● **Work required**:
Starting with the first line of the data that follows, transcribe every line verbatim until the line containing "let weights: Vec<f64>" has been transcribed.

● **Exercise inputs**:
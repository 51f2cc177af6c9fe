mod allocation;
pub mod builder;
mod comparative;
mod config;
mod indicators;
pub mod manual;
pub mod stats;

use log::{debug, info, warn};

pub use crate::allocation::*;
pub use crate::comparative::*;
pub use crate::config::*;
pub use crate::indicators::*;

/// Allocates the seats between the regions with the given rule.
///
/// Arguments:
/// * `regions` the regions, in the order in which ties are resolved
/// * `rule` the apportionment rule
/// * `seats_total` the number of seats to distribute
pub fn run_allocation(
    regions: &[Region],
    rule: &AllocationRule,
    seats_total: u32,
) -> Result<Allocation, AllocationErrors> {
    info!(
        "run_allocation: {} regions, {} seats, rule: {:?}",
        regions.len(),
        seats_total,
        rule
    );
    let rule: AllocationRule = match rule {
        AllocationRule::Proportional => AllocationRule::Proportional,
        AllocationRule::Degressive { alpha } => AllocationRule::degressive(*alpha)?,
    };

    let weighted = weigh_regions(regions, &rule);
    let weights: Vec<f64> = weighted.iter().map(|wr| wr.weight).collect();
    let seats = allocate_seats(&weights, seats_total).map_err(|e| match e {
        AllocationErrors::InvalidWeight { index, weight } => {
            AllocationErrors::InvalidRegionWeight {
                region: regions[index].name.clone(),
                weight,
            }
        }
        e => e,
    })?;

    let records: Vec<AllocationRecord> = weighted
        .iter()
        .zip(seats.iter())
        .map(|(wr, s)| AllocationRecord {
            region: wr.region.name.clone(),
            population: wr.region.population,
            seats: *s,
        })
        .collect();
    for r in records.iter() {
        debug!("run_allocation: {}: {} -> {}", rule.label(), r.region, r.seats);
    }
    Ok(Allocation {
        rule,
        seats_total,
        records,
    })
}

/// Runs every rule of the configuration independently.
///
/// The results are in the order of the rules. A failing rule does not
/// prevent the other ones from running.
pub fn run_apportionment(
    regions: &[Region],
    config: &ApportionmentConfig,
) -> Vec<Result<Allocation, AllocationErrors>> {
    if !config.is_standard_size() {
        warn!(
            "run_apportionment: {} seats is not one of the legislature sizes {:?}",
            config.seats_total,
            ApportionmentConfig::LEGISLATURE_SIZES
        );
    }
    config
        .rules
        .iter()
        .map(|rule| {
            let res = run_allocation(regions, rule, config.seats_total);
            if let Err(e) = &res {
                warn!("run_apportionment: {}: {}", rule.label(), e);
            }
            res
        })
        .collect()
}

/// Computes the indicator tables of all the allocations, followed by the
/// comparison of each degressive allocation with the proportional one.
///
/// The baseline is the first proportional allocation. If there is none, no
/// comparison is made.
pub fn analyze_allocations(
    allocations: &[Allocation],
) -> (Vec<IndicatorTable>, Vec<ComparativeRecord>) {
    let tables: Vec<IndicatorTable> = allocations
        .iter()
        .map(|a| compute_indicators(&a.label(), &JoinedTable::from(a).rows))
        .collect();
    let baseline = allocations
        .iter()
        .position(|a| a.rule.is_baseline())
        .map(|idx| &tables[idx]);
    let comparisons = match baseline {
        Some(base) => tables
            .iter()
            .filter_map(|t| compare_to_baseline(t, base))
            .collect(),
        None => Vec::new(),
    };
    (tables, comparisons)
}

● **Answer to the problem**:
repository 51f2cc177af6c9fe
mod allocation;
pub mod builder;
mod comparative;
mod config;
mod indicators;
pub mod manual;
pub mod stats;

use log::{debug, info, warn};

pub use crate::allocation::*;
pub use crate::comparative::*;
pub use crate::config::*;
pub use crate::indicators::*;

/// Allocates the seats between the regions with the given rule.
///
/// Arguments:
/// * `regions` the regions, in the order in which ties are resolved
/// * `rule` the apportionment rule
/// * `seats_total` the number of seats to distribute
pub fn run_allocation(
    regions: &[Region],
    rule: &AllocationRule,
    seats_total: u32,
) -> Result<Allocation, AllocationErrors> {
    info!(
        "run_allocation: {} regions, {} seats, rule: {:?}",
        regions.len(),
        seats_total,
        rule
    );
    let rule: AllocationRule = match rule {
        AllocationRule::Proportional => AllocationRule::Proportional,
        AllocationRule::Degressive { alpha } => AllocationRule::degressive(*alpha)?,
    };

    let weighted = weigh_regions(regions, &rule);
    let weights: Vec<f64> = weighted.iter().map(|wr| wr.weight).collect();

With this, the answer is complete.